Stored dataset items
──────────
use super::keys::{key_action, KeyAction};
use crate::overlay;
use crate::state::AppState;
use wasm_bindgen::closure::Closure;
use wasm_bindgen::JsCast;
use web_sys as web;
use xr_core::OrbitCamera;

pub fn handle_global_keydown(ev: &web::KeyboardEvent, state: &AppState) {
    if ev.repeat() || ev.ctrl_key() || ev.meta_key() || ev.alt_key() {
        return;
    }
    let Some(action) = key_action(&ev.key()) else {
        return;
    };
    match action {
        KeyAction::ToggleInspector => {
            if let Some(document) = crate::dom::window_document() {
                overlay::toggle_inspector(&document);
            }
        }
        KeyAction::ResetCamera => {
            *state.camera.borrow_mut() = OrbitCamera::default();
            log::info!("[keys] camera reset");
        }
    }
}

pub fn wire_global_keydown(state: AppState) {
    if let Some(window) = web::window() {
        let closure = Closure::wrap(Box::new(move |ev: web::KeyboardEvent| {
            handle_global_keydown(&ev, &state);
        }) as Box<dyn FnMut(_)>);
        _ = window.add_event_listener_with_callback("keydown", closure.as_ref().unchecked_ref());
        closure.forget();
    }
}
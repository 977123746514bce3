use crate::helpers;
use glam::{Mat4, Vec4};
use wgpu::util::DeviceExt;
use xr_core::mesh::{self, Mesh, Vertex};
use xr_core::{HandPair, SceneDescription, MARKER_DIAMETER, MARKER_SEGMENTS};

pub static SCENE_WGSL: &str = include_str!("../shaders/scene.wgsl");

#[repr(C)]
#[derive(Copy, Clone, bytemuck::Pod, bytemuck::Zeroable)]
struct FrameUniforms {
    view_proj: [[f32; 4]; 4],
    inv_view_proj: [[f32; 4]; 4],
    light_dir: [f32; 4],
    light_sky: [f32; 4],
    light_ground: [f32; 4],
    sky_top: [f32; 4],
    sky_horizon: [f32; 4],
}

#[repr(C)]
#[derive(Copy, Clone, bytemuck::Pod, bytemuck::Zeroable)]
pub struct InstanceData {
    pub model: [[f32; 4]; 4],
    pub color: [f32; 4],
}

impl InstanceData {
    pub fn new(model: Mat4, color: Vec4) -> Self {
        Self {
            model: model.to_cols_array_2d(),
            color: color.to_array(),
        }
    }
}

/// Everything that changes per frame.
pub struct FrameInput {
    pub view_proj: Mat4,
    pub markers: [InstanceData; 2],
}

impl FrameInput {
    pub fn from_hands(view_proj: Mat4, hands: &HandPair) -> Self {
        let inst = |h: &xr_core::Hand| InstanceData::new(h.marker.model_matrix(), h.rgba());
        Self {
            view_proj,
            markers: [inst(&hands.left), inst(&hands.right)],
        }
    }
}

struct GpuMesh {
    vb: wgpu::Buffer,
    ib: wgpu::Buffer,
    index_count: u32,
}

impl GpuMesh {
    fn upload(device: &wgpu::Device, label: &str, mesh: &Mesh) -> Self {
        let vb = device.create_buffer_init(&wgpu::util::BufferInitDescriptor {
            label: Some(label),
            contents: bytemuck::cast_slice(&mesh.vertices),
            usage: wgpu::BufferUsages::VERTEX,
        });
        let ib = device.create_buffer_init(&wgpu::util::BufferInitDescriptor {
            label: Some(label),
            contents: bytemuck::cast_slice(&mesh.indices),
            usage: wgpu::BufferUsages::INDEX,
        });
        Self {
            vb,
            ib,
            index_count: mesh.indices.len() as u32,
        }
    }
}

/// Sky gradient, ground disc and the two translucent hand markers.
///
/// Draw order: sky (no depth), ground (opaque, writes depth), markers
/// (alpha blended, depth tested but not written).
pub struct SceneRenderer {
    sky_pipeline: wgpu::RenderPipeline,
    ground_pipeline: wgpu::RenderPipeline,
    marker_pipeline: wgpu::RenderPipeline,
    uniform_buffer: wgpu::Buffer,
    bind_group: wgpu::BindGroup,
    instance_vb: wgpu::Buffer,
    ground: GpuMesh,
    sphere: GpuMesh,
    _depth_tex: wgpu::Texture,
    depth_view: wgpu::TextureView,
    width: u32,
    height: u32,
    scene: SceneDescription,
    clear_color: wgpu::Color,
}

const GROUND_INSTANCE: u32 = 0;
const MARKER_INSTANCES: std::ops::Range<u32> = 1..3;

impl SceneRenderer {
    pub fn new(
        device: &wgpu::Device,
        color_format: wgpu::TextureFormat,
        width: u32,
        height: u32,
        scene: SceneDescription,
    ) -> Self {
        let shader = device.create_shader_module(wgpu::ShaderModuleDescriptor {
            label: Some("scene_shader"),
            source: wgpu::ShaderSource::Wgsl(SCENE_WGSL.into()),
        });
        let uniform_buffer = device.create_buffer(&wgpu::BufferDescriptor {
            label: Some("frame_uniforms"),
            size: std::mem::size_of::<FrameUniforms>() as u64,
            usage: wgpu::BufferUsages::UNIFORM | wgpu::BufferUsages::COPY_DST,
            mapped_at_creation: false,
        });
        let bgl = device.create_bind_group_layout(&wgpu::BindGroupLayoutDescriptor {
            label: Some("scene_bgl"),
            entries: &[wgpu::BindGroupLayoutEntry {
                binding: 0,
                visibility: wgpu::ShaderStages::VERTEX_FRAGMENT,
                ty: wgpu::BindingType::Buffer {
                    ty: wgpu::BufferBindingType::Uniform,
                    has_dynamic_offset: false,
                    min_binding_size: None,
                },
                count: None,
            }],
        });
        let bind_group = device.create_bind_group(&wgpu::BindGroupDescriptor {
            label: Some("scene_bg"),
            layout: &bgl,
            entries: &[wgpu::BindGroupEntry {
                binding: 0,
                resource: uniform_buffer.as_entire_binding(),
            }],
        });
        let layout = device.create_pipeline_layout(&wgpu::PipelineLayoutDescriptor {
            label: Some("scene_pl"),
            bind_group_layouts: &[&bgl],
            push_constant_ranges: &[],
        });

        let mesh_buffers = [
            // slot 0: mesh vertices
            wgpu::VertexBufferLayout {
                array_stride: std::mem::size_of::<Vertex>() as u64,
                step_mode: wgpu::VertexStepMode::Vertex,
                attributes: &wgpu::vertex_attr_array![0 => Float32x3, 1 => Float32x3],
            },
            // slot 1: per-instance model matrix + color
            wgpu::VertexBufferLayout {
                array_stride: std::mem::size_of::<InstanceData>() as u64,
                step_mode: wgpu::VertexStepMode::Instance,
                attributes: &wgpu::vertex_attr_array![
                    2 => Float32x4,
                    3 => Float32x4,
                    4 => Float32x4,
                    5 => Float32x4,
                    6 => Float32x4
                ],
            },
        ];

        let sky_pipeline = helpers::make_pipeline(
            device,
            "sky_pipeline",
            &layout,
            &shader,
            ("vs_sky", "fs_sky"),
            &[],
            color_format,
            None,
            helpers::depth_state(false, wgpu::CompareFunction::Always),
        );
        let ground_pipeline = helpers::make_pipeline(
            device,
            "ground_pipeline",
            &layout,
            &shader,
            ("vs_mesh", "fs_mesh"),
            &mesh_buffers,
            color_format,
            None,
            helpers::depth_state(true, wgpu::CompareFunction::Less),
        );
        let marker_pipeline = helpers::make_pipeline(
            device,
            "marker_pipeline",
            &layout,
            &shader,
            ("vs_mesh", "fs_mesh"),
            &mesh_buffers,
            color_format,
            Some(wgpu::BlendState::ALPHA_BLENDING),
            helpers::depth_state(false, wgpu::CompareFunction::Less),
        );

        let instance_vb = device.create_buffer(&wgpu::BufferDescriptor {
            label: Some("instance_vb"),
            size: (std::mem::size_of::<InstanceData>() * 3) as u64,
            usage: wgpu::BufferUsages::VERTEX | wgpu::BufferUsages::COPY_DST,
            mapped_at_creation: false,
        });
        let ground = GpuMesh::upload(
            device,
            "ground",
            &mesh::ground_disc(scene.environment.ground_size(), xr_core::GROUND_TESSELLATION),
        );
        let sphere = GpuMesh::upload(
            device,
            "marker_sphere",
            &mesh::sphere(MARKER_DIAMETER, MARKER_SEGMENTS),
        );
        let (depth_tex, depth_view) = helpers::create_depth_texture(device, width, height);
        let h = scene.environment.sky_horizon;

        Self {
            sky_pipeline,
            ground_pipeline,
            marker_pipeline,
            uniform_buffer,
            bind_group,
            instance_vb,
            ground,
            sphere,
            _depth_tex: depth_tex,
            depth_view,
            width,
            height,
            scene,
            clear_color: wgpu::Color {
                r: h.x as f64,
                g: h.y as f64,
                b: h.z as f64,
                a: 1.0,
            },
        }
    }

    pub fn scene(&self) -> &SceneDescription {
        &self.scene
    }

    pub fn scene_mut(&mut self) -> &mut SceneDescription {
        &mut self.scene
    }

    pub fn aspect(&self) -> f32 {
        self.width as f32 / self.height.max(1) as f32
    }

    pub fn resize(&mut self, device: &wgpu::Device, width: u32, height: u32) {
        if width == 0 || height == 0 || (width == self.width && height == self.height) {
            return;
        }
        self.width = width;
        self.height = height;
        (self._depth_tex, self.depth_view) = helpers::create_depth_texture(device, width, height);
    }

    fn write_uniforms(&self, queue: &wgpu::Queue, view_proj: Mat4) {
        let light = &self.scene.light;
        let env = &self.scene.environment;
        let u = FrameUniforms {
            view_proj: view_proj.to_cols_array_2d(),
            inv_view_proj: view_proj.inverse().to_cols_array_2d(),
            light_dir: light.direction.extend(light.intensity).to_array(),
            light_sky: light.sky_color.extend(1.0).to_array(),
            light_ground: light.ground_color.extend(1.0).to_array(),
            sky_top: env.sky_top.extend(1.0).to_array(),
            sky_horizon: env.sky_horizon.extend(1.0).to_array(),
        };
        queue.write_buffer(&self.uniform_buffer, 0, bytemuck::bytes_of(&u));
    }

    pub fn render(
        &self,
        device: &wgpu::Device,
        queue: &wgpu::Queue,
        target: &wgpu::TextureView,
        frame: &FrameInput,
    ) {
        self.write_uniforms(queue, frame.view_proj);
        let ground_color = self.scene.environment.ground_color.extend(1.0);
        let instances = [
            InstanceData::new(Mat4::IDENTITY, ground_color),
            frame.markers[0],
            frame.markers[1],
        ];
        queue.write_buffer(&self.instance_vb, 0, bytemuck::cast_slice(&instances));

        let mut encoder = device.create_command_encoder(&wgpu::CommandEncoderDescriptor {
            label: Some("scene_encoder"),
        });
        {
            let mut rpass = encoder.begin_render_pass(&wgpu::RenderPassDescriptor {
                label: Some("scene_pass"),
                color_attachments: &[Some(wgpu::RenderPassColorAttachment {
                    view: target,
                    resolve_target: None,
                    ops: wgpu::Operations {
                        load: wgpu::LoadOp::Clear(self.clear_color),
                        store: wgpu::StoreOp::Store,
                    },
                })],
                depth_stencil_attachment: Some(wgpu::RenderPassDepthStencilAttachment {
                    view: &self.depth_view,
                    depth_ops: Some(wgpu::Operations {
                        load: wgpu::LoadOp::Clear(1.0),
                        store: wgpu::StoreOp::Store,
                    }),
                    stencil_ops: None,
                }),
                timestamp_writes: None,
                occlusion_query_set: None,
            });
            rpass.set_bind_group(0, &self.bind_group, &[]);

            rpass.set_pipeline(&self.sky_pipeline);
            rpass.draw(0..3, 0..1);

            rpass.set_vertex_buffer(1, self.instance_vb.slice(..));

            rpass.set_pipeline(&self.ground_pipeline);
            rpass.set_vertex_buffer(0, self.ground.vb.slice(..));
            rpass.set_index_buffer(self.ground.ib.slice(..), wgpu::IndexFormat::Uint32);
            rpass.draw_indexed(0..self.ground.index_count, 0, GROUND_INSTANCE..GROUND_INSTANCE + 1);

            rpass.set_pipeline(&self.marker_pipeline);
            rpass.set_vertex_buffer(0, self.sphere.vb.slice(..));
            rpass.set_index_buffer(self.sphere.ib.slice(..), wgpu::IndexFormat::Uint32);
            rpass.draw_indexed(0..self.sphere.index_count, 0, MARKER_INSTANCES);
        }
        queue.submit(Some(encoder.finish()));
    }
}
──────────
TASK DETAILS
Reproduce exactly, please, only the lines from the start of the data above to the line that contains "use xr_core::OrbitCamera;", with both ends kept.

YOUR RESPONSE
use super::keys::{key_action, KeyAction};
use crate::overlay;
use crate::state::AppState;
use wasm_bindgen::closure::Closure;
use wasm_bindgen::JsCast;
use web_sys as web;
use xr_core::OrbitCamera;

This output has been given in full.